Es fácil comprender que cuando todas las cosas, la totalidad de los elementos que conforman un territorio, se ven como sagrados, la importancia del concepto pierde vigencia y, sobre todo, sentido.

Agrega el jefe Seathl (1991):
Somos parte de la tierra, así como ella es parte de nosotros. Las flores perfumadas son nuestras hermanas. El venado, el caballo, el águila majestuosa: estos son nuestros hermanos. Las escarpadas peñas, los húmedos prados, el calor del cuerpo del caballo y el hombre, todos pertenecemos a la misma familia (subrayados míos).
Entregar sus tierras implica para los indios la responsabilidad ineludible de añadir un consejo para los hombres blancos que han de recibirlas:
El agua cristalina que corre en los ríos y arroyuelos no es solamente agua, también representa la sangre de nuestros antepasados. Si les vendemos nuestras tierras deben recordar que son sagradas y deben enseñar a sus hijos que son sagradas, y que cada reflejo en las aguas claras de los lagos cuenta los sucesos y memorias de las vidas de nuestra gente. El murmullo del agua es la voz del padre de mi padre (Seathl 1991).
Este consejo es preciso en virtud de la relación estrecha entre el hombre pielroja y la tierra, relación que no está signada por lo sobrenatural, por la sacralidad en un sentido religioso, por la sumisión del hombre ante ella como ante un ser supremo o peligroso o supernatural, sino por el parentesco y la descendencia, relaciones que el hombre blanco no entiende de ese modo:
Los ríos son nuestros hermanos y calman nuestra sed, llevan nuestras canoas y alimentan a nuestros hijos [...] El hombre blanco [...] trata a su madre, la tierra, y a su hermano, el firmamento, como cosas que se compran, se explotan y se venden como si fueran ovejas o cuentas de colores. Su apetito devorará la tierra y dejará atrás solo un desierto.

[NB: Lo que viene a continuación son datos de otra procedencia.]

use serde::{Deserialize, Serialize};
use thiserror::Error;
use url::ParseError;

#[derive(Debug, Error)]
pub enum UtaError {
    #[error("IO error: {0}")]
    Io(#[from] std::io::Error),

    #[error("YAML error: {0}")]
    Yaml(#[from] serde_yaml::Error),

    #[error("Serialization error: {0}")]
    Json(#[from] serde_json::Error),

    #[error("Network error: {0}")]
    Network(#[from] reqwest::Error),

    #[error("Invalid URL: {0}")]
    InvalidUrl(#[from] ParseError),

    #[error("Browser protocol error: {0}")]
    Cdp(#[from] chromiumoxide::error::CdpError),

    #[error("Image processing error: {0}")]
    Image(#[from] image::ImageError),

    #[error("Archive error: {0}")]
    Zip(#[from] zip::result::ZipError),

    #[error("Configuration error: {0}")]
    Config(String),

    #[error("Browser error: {0}")]
    Browser(String),

    #[error("Timed out after {waited_ms}ms waiting for {what}")]
    Timeout { what: String, waited_ms: u64 },

    #[error("Unexpected HTTP status: expected {expected}, got {actual}. Body preview: {body_preview}")]
    HttpStatus {
        expected: u16,
        actual: u16,
        body_preview: String,
    },

    #[error("Response is not JSON (status {status}): {body}")]
    ResponseNotJson { status: u16, body: String },

    #[error("Business check failed: code={code}, msg={message}")]
    Business { code: String, message: String },

    #[error("Assertion failed: {0}")]
    Assertion(String),
}

impl UtaError {
    pub fn config(message: impl Into<String>) -> Self {
        UtaError::Config(message.into())
    }

    pub fn browser(message: impl Into<String>) -> Self {
        UtaError::Browser(message.into())
    }

    pub fn assertion(message: impl Into<String>) -> Self {
        UtaError::Assertion(message.into())
    }

    pub fn timeout(what: impl Into<String>, waited_ms: u64) -> Self {
        UtaError::Timeout {
            what: what.into(),
            waited_ms,
        }
    }

    pub fn to_payload(&self) -> ErrorPayload {
        match self {
            UtaError::Io(e) => ErrorPayload::new(
                ErrorCategory::Config,
                e.to_string(),
                "Check file paths/permissions.",
            ),
            UtaError::Yaml(e) => ErrorPayload::new(
                ErrorCategory::Config,
                e.to_string(),
                "Check configs/config.yaml syntax and field types.",
            ),
            UtaError::Json(e) => ErrorPayload::new(
                ErrorCategory::Config,
                e.to_string(),
                "Check JSON inputs; rerun with --verbose for details.",
            ),
            UtaError::Network(e) => ErrorPayload::new(
                ErrorCategory::Network,
                e.to_string(),
                "Check connectivity/proxy/VPN and retry.",
            ),
            UtaError::InvalidUrl(e) => ErrorPayload::new(
                ErrorCategory::Config,
                e.to_string(),
                "Verify URL format (e.g., https://example.com).",
            ),
            UtaError::Cdp(e) => ErrorPayload::new(
                ErrorCategory::Browser,
                e.to_string(),
                "Ensure a Chromium-family browser is installed and reachable; set browser.executable if auto-detection fails.",
            ),
            UtaError::Image(e) => ErrorPayload::new(
                ErrorCategory::Artifact,
                e.to_string(),
                "Screenshot decoding failed; check the browser produced a valid PNG.",
            ),
            UtaError::Zip(e) => ErrorPayload::new(
                ErrorCategory::Artifact,
                e.to_string(),
                "Trace archive could not be written; check disk space and the trace directory.",
            ),
            UtaError::Config(msg) => {
                let lower = msg.to_ascii_lowercase();
                if lower.contains("storage state") {
                    ErrorPayload::new(
                        ErrorCategory::Config,
                        msg.to_string(),
                        "Run `uta generate-storage-state` to create a fresh login snapshot.",
                    )
                } else if lower.contains("credential") || lower.contains("account") {
                    ErrorPayload::new(
                        ErrorCategory::Config,
                        msg.to_string(),
                        "Set UI_ACCOUNT_USERNAME / UI_ACCOUNT_PASSWORD or fill account.username / account.password in the config.",
                    )
                } else if lower.contains("config file") || lower.contains("config.yaml") {
                    ErrorPayload::new(
                        ErrorCategory::Config,
                        msg.to_string(),
                        "Create configs/config.yaml or pass --config-dir pointing at a directory that contains one.",
                    )
                } else {
                    ErrorPayload::new(
                        ErrorCategory::Config,
                        msg.to_string(),
                        "Check flags/paths and the configuration file.",
                    )
                }
            }
            UtaError::Browser(msg) => ErrorPayload::new(
                ErrorCategory::Browser,
                msg.to_string(),
                "Check the browser installation and headless settings; rerun with --verbose.",
            ),
            UtaError::Timeout { what, waited_ms } => ErrorPayload::new(
                ErrorCategory::Timeout,
                format!("timed out after {waited_ms}ms waiting for {what}"),
                "Increase the timeout tier in the config or verify the page actually reaches this state.",
            ),
            UtaError::HttpStatus { .. } | UtaError::ResponseNotJson { .. } => ErrorPayload::new(
                ErrorCategory::Api,
                self.to_string(),
                "Inspect the API response; the backend may be down or the contract changed.",
            ),
            UtaError::Business { .. } => ErrorPayload::new(
                ErrorCategory::Api,
                self.to_string(),
                "The backend reported a business failure; check the code/msg against the API docs.",
            ),
            UtaError::Assertion(msg) => ErrorPayload::new(
                ErrorCategory::Assertion,
                msg.to_string(),
                "See the failure screenshot and trace under the reports directory.",
            ),
        }
    }
}

pub type Result<T> = std::result::Result<T, UtaError>;

#[derive(Debug, Clone, Copy, Serialize, Deserialize, PartialEq, Eq)]
#[serde(rename_all = "lowercase")]
pub enum ErrorCategory {
    Config,
    Network,
    Browser,
    Api,
    Timeout,
    Assertion,
    Artifact,
}

#[derive(Debug, Clone, Serialize, Deserialize)]
#[serde(rename_all = "camelCase")]
pub struct ErrorPayload {
    pub category: ErrorCategory,
    pub message: String,
    #[serde(skip_serializing_if = "Option::is_none")]
    pub remediation: Option<String>,
}

impl ErrorPayload {
    pub fn new(category: ErrorCategory, message: String, remediation: impl Into<String>) -> Self {
        Self {
            category,
            message,
            remediation: Some(remediation.into()),
        }
    }
}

El aire es valioso para el hombre pielroja, porque todos los seres compartimos la misma respiración... las bestias, los árboles y el hombre [...] El aire es de un valor inmenso para nosotros porque comparte su espíritu con la vida que mantiene. El viento que dio a nuestros abuelos el primer soplo de vida, también recibe sus últimos suspiros (Seathl 1991, subrayado mío).
Esta concepción india no aparece centrada en un conservacionismo ecologista según el cual el ser humano debe proteger a una naturaleza que domina, ni en una religiosidad panteísta que la sacraliza y que coloca al hombre bajo su poder, al contrario, se trata de una relación de profunda igualdad y semejanza, semejanza que se extiende aun al sentido moral, uno de los más profundamente humanos. La desaparición de los animales no es valorada solamente con el criterio utilitario de pérdida de un recurso alimenticio fundamental:
¿Qué sería del hombre sin los animales? Si todos fueran exterminados, el hombre también moriría de una gran soledad en el espíritu. Porque lo que le suceda a los animales también le sucederá a los hombres. Todas las cosas están relacionadas (Seathl 1991, subrayados míos).
Si la tierra es tan importante para los indios, si ellos la valoran tan intensamente, esto no se debe a que sea divina, sino a que en ella está incorporada la historia de generaciones y generaciones pasadas y futuras de las tribus, el suelo está hecho de los antepasados, de todos los antecesores y no solo de aquellos importantes; la tierra es ellos, su sangre, sus cenizas, su aliento vital. Y representa el patrimonio que asegura la vida de sus hijos, la continuidad de la existencia de las tribus indias.

LA NATURALEZA ES UN TODO

La preocupación del jefe Seathl se origina en su convencimiento sobre la profunda diferencia entre el modo indio de ligarse con la tierra y el de los blancos; por eso, estos:
Deben enseñar a sus hijos que el suelo que pisan son las cenizas de nuestros abuelos. Hagan entender a sus hijos que la tierra que pisan está enriquecida con las vidas de nuestros hermanos, para que sepan respetarla. Enseñen a sus hijos, como nosotros hemos enseñado a los nuestros, que la tierra es nuestra madre. Todo lo que hiera a la tierra también herirá a los hijos de la tierra. Si los hombres escupen en el suelo se escupen a sí mismos (Seathl 1991, subrayados míos).
En el pensamiento indio, la naturaleza es un sistema, dentro del cual todos los elementos componentes están interrelacionados, por un lado, como los integrantes de una gran familia unida por los lazos del parentesco, por otro, porque todos ellos son manifestaciones de un mismo principio vital:
Esto sabemos: la tierra no pertenece al hombre, el hombre pertenece a la tierra. Esto sabemos: todo va enlazado, como la sangre que une a una familia. Todo va enlazado. Todo lo que le ocurra a la tierra, les ocurrirá a los hijos de la tierra. El hombre no tejió las tramas de la vida, él es solo un hilo. Lo que hace con la trama se lo hace a sí mismo (Seathl 1991).
El conocimiento indio acerca de lo que significa la territorialidad del blanco, enemiga de la tierra, permite profetizar:
Cuando todos los búfalos hayan sido sacrificados, todos los caballos salvajes amansados y los rincones secretos del bosque se llenen con el olor de muchos hombres y el paisaje de las hermosas colinas esté repleto de cables que hablan... ¿Dónde estará el matorral? Destruido. ¿Dónde estará el águila? Desaparecida. Se acabará la pradera, la planta que crece, el animal que corre veloz... se acabará la caza. Terminará la vida y empezará la desolación.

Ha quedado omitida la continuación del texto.